## EXERCISE REQUIREMENTS
Write out exactly the lines below that run from the one containing "let dir = TempDir::new().unwrap();" through the one containing "init_pki(&UaNodeConfig::default(), args).await.unwrap();", both included, with no other lines.

*** THE RECORDS

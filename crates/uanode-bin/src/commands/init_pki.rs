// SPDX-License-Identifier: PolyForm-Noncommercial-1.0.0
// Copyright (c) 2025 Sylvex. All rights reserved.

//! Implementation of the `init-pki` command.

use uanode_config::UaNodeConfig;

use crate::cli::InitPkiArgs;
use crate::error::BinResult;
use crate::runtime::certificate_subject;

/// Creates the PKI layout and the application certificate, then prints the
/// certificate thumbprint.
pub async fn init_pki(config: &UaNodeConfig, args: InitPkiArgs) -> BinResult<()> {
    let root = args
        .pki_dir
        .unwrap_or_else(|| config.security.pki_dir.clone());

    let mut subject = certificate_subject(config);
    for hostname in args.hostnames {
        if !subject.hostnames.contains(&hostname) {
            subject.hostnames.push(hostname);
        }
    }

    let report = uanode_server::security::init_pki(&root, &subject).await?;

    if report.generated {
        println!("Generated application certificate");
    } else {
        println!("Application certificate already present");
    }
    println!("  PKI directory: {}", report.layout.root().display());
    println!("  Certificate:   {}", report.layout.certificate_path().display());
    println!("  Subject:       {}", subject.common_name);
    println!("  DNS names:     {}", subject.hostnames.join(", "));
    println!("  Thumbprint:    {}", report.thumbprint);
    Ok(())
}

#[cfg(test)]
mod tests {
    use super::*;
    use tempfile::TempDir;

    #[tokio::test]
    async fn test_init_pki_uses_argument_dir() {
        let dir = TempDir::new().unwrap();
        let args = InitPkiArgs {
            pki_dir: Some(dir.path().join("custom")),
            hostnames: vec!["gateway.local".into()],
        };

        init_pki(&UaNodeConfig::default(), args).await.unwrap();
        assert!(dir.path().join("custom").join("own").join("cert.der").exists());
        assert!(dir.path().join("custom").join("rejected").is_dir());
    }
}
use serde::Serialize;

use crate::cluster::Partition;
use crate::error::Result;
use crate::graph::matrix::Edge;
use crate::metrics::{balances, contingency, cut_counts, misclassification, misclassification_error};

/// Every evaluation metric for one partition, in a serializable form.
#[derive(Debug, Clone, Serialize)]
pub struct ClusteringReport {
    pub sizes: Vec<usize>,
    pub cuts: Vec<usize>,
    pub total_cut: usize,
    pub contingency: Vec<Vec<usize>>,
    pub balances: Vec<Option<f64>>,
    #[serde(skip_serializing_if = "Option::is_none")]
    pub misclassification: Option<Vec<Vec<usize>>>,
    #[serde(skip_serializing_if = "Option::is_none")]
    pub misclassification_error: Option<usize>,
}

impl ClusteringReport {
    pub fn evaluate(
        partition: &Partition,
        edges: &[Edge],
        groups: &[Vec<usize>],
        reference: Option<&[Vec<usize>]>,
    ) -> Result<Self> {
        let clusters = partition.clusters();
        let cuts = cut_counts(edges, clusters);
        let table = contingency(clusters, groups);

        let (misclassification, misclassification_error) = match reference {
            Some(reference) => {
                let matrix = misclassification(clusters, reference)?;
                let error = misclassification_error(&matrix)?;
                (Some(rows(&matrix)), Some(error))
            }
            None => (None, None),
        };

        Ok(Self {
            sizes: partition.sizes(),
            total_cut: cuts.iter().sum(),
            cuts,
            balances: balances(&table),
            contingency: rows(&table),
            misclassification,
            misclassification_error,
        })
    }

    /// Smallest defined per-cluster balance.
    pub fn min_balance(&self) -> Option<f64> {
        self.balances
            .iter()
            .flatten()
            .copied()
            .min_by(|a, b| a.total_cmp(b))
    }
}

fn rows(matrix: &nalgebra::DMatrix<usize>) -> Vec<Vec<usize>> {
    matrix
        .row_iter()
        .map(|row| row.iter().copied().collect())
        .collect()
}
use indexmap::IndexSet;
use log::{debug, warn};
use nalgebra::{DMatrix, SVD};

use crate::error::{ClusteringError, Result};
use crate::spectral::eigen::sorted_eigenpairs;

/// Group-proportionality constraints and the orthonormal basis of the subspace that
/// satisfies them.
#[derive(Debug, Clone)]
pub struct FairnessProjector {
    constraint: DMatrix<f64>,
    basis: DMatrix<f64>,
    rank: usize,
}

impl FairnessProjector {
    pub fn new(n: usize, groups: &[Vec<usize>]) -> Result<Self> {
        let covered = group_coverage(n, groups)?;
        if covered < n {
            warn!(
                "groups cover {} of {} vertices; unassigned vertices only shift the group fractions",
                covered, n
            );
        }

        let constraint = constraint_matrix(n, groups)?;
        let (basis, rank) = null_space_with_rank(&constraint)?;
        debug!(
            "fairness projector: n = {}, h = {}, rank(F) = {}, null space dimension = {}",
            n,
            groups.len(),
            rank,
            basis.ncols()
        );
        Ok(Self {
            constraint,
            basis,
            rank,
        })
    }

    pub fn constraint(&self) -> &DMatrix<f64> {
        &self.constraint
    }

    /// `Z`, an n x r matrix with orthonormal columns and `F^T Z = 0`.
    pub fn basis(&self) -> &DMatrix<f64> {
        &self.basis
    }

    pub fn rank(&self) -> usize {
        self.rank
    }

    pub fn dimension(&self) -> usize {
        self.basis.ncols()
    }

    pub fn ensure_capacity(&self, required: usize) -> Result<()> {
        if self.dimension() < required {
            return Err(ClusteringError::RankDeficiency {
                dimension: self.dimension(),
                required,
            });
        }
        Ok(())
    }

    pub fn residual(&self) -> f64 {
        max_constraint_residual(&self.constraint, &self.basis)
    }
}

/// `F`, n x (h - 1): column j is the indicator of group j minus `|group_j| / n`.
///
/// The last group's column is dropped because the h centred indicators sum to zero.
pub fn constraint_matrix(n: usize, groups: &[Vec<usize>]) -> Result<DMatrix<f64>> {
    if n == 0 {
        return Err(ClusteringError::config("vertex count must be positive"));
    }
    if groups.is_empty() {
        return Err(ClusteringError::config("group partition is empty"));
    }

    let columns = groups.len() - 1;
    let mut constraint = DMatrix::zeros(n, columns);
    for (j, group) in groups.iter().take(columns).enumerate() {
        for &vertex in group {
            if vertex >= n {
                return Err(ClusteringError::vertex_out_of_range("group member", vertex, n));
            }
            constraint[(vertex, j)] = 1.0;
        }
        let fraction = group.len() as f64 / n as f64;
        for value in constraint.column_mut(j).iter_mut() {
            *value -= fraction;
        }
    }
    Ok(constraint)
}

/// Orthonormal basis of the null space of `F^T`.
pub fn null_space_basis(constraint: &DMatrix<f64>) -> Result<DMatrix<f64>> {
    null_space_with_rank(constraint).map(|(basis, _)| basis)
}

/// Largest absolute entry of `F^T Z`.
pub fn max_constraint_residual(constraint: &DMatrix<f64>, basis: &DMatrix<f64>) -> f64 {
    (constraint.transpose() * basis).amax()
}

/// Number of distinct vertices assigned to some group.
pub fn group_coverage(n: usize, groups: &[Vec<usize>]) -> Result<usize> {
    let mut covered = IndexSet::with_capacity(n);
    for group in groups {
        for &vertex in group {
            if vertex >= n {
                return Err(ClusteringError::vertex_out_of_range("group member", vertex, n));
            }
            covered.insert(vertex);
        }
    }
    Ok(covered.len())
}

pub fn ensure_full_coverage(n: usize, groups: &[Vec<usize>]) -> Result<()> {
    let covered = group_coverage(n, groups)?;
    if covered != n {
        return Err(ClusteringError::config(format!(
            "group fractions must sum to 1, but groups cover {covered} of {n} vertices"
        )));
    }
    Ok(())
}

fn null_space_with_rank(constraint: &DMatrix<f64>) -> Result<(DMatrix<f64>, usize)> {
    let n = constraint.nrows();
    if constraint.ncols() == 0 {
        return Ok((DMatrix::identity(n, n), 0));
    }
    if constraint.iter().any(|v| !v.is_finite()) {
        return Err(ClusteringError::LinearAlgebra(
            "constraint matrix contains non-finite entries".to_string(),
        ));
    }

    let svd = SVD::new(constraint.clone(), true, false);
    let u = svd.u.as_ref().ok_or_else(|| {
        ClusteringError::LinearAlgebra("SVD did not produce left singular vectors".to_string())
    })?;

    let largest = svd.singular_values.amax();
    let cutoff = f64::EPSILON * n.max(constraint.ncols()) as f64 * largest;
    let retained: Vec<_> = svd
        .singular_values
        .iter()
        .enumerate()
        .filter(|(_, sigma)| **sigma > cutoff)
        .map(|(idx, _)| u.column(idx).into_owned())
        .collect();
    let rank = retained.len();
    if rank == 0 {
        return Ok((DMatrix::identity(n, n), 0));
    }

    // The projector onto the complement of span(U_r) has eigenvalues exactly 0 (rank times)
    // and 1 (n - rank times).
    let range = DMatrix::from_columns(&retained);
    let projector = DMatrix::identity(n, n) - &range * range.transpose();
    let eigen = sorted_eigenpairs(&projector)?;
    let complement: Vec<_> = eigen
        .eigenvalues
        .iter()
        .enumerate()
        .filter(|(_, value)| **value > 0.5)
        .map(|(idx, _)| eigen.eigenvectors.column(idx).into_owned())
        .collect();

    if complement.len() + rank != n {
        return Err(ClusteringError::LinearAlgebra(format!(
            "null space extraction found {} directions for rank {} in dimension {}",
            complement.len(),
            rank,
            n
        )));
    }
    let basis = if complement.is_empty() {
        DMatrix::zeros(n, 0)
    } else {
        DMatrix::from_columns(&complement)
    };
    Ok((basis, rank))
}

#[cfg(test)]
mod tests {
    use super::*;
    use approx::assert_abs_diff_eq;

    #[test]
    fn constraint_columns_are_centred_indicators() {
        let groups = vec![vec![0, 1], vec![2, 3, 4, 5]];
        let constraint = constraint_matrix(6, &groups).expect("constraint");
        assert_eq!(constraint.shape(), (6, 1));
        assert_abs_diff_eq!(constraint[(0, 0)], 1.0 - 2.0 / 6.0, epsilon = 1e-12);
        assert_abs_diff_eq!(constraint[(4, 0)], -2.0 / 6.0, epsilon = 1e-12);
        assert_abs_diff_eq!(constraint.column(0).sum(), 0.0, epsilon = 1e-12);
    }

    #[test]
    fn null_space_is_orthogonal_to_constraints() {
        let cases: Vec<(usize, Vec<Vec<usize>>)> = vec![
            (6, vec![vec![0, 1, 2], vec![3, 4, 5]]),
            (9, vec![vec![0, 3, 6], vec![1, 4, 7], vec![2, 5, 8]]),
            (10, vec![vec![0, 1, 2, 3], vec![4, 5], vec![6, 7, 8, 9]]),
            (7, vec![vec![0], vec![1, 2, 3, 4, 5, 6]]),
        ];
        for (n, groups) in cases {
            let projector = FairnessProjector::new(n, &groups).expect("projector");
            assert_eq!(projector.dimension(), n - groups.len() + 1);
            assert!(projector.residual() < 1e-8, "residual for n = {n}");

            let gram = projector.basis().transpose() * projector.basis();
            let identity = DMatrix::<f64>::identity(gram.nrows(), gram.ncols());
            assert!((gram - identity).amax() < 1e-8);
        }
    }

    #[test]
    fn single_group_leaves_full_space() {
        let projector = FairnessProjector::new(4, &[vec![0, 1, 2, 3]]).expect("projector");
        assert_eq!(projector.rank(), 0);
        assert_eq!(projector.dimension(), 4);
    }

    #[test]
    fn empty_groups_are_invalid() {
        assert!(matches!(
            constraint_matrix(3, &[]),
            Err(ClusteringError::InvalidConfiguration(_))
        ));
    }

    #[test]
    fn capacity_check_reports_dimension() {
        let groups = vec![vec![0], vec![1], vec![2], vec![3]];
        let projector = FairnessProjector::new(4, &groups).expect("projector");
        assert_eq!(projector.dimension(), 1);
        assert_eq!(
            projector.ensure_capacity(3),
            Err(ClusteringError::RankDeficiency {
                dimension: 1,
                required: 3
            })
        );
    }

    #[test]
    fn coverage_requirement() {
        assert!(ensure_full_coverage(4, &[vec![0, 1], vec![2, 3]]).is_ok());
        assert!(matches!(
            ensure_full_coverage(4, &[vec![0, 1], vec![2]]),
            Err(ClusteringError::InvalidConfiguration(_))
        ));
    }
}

******

## TASK RESULT
        let dir = TempDir::new().unwrap();
        let args = InitPkiArgs {
            pki_dir: Some(dir.path().join("custom")),
            hostnames: vec!["gateway.local".into()],
        };

        init_pki(&UaNodeConfig::default(), args).await.unwrap();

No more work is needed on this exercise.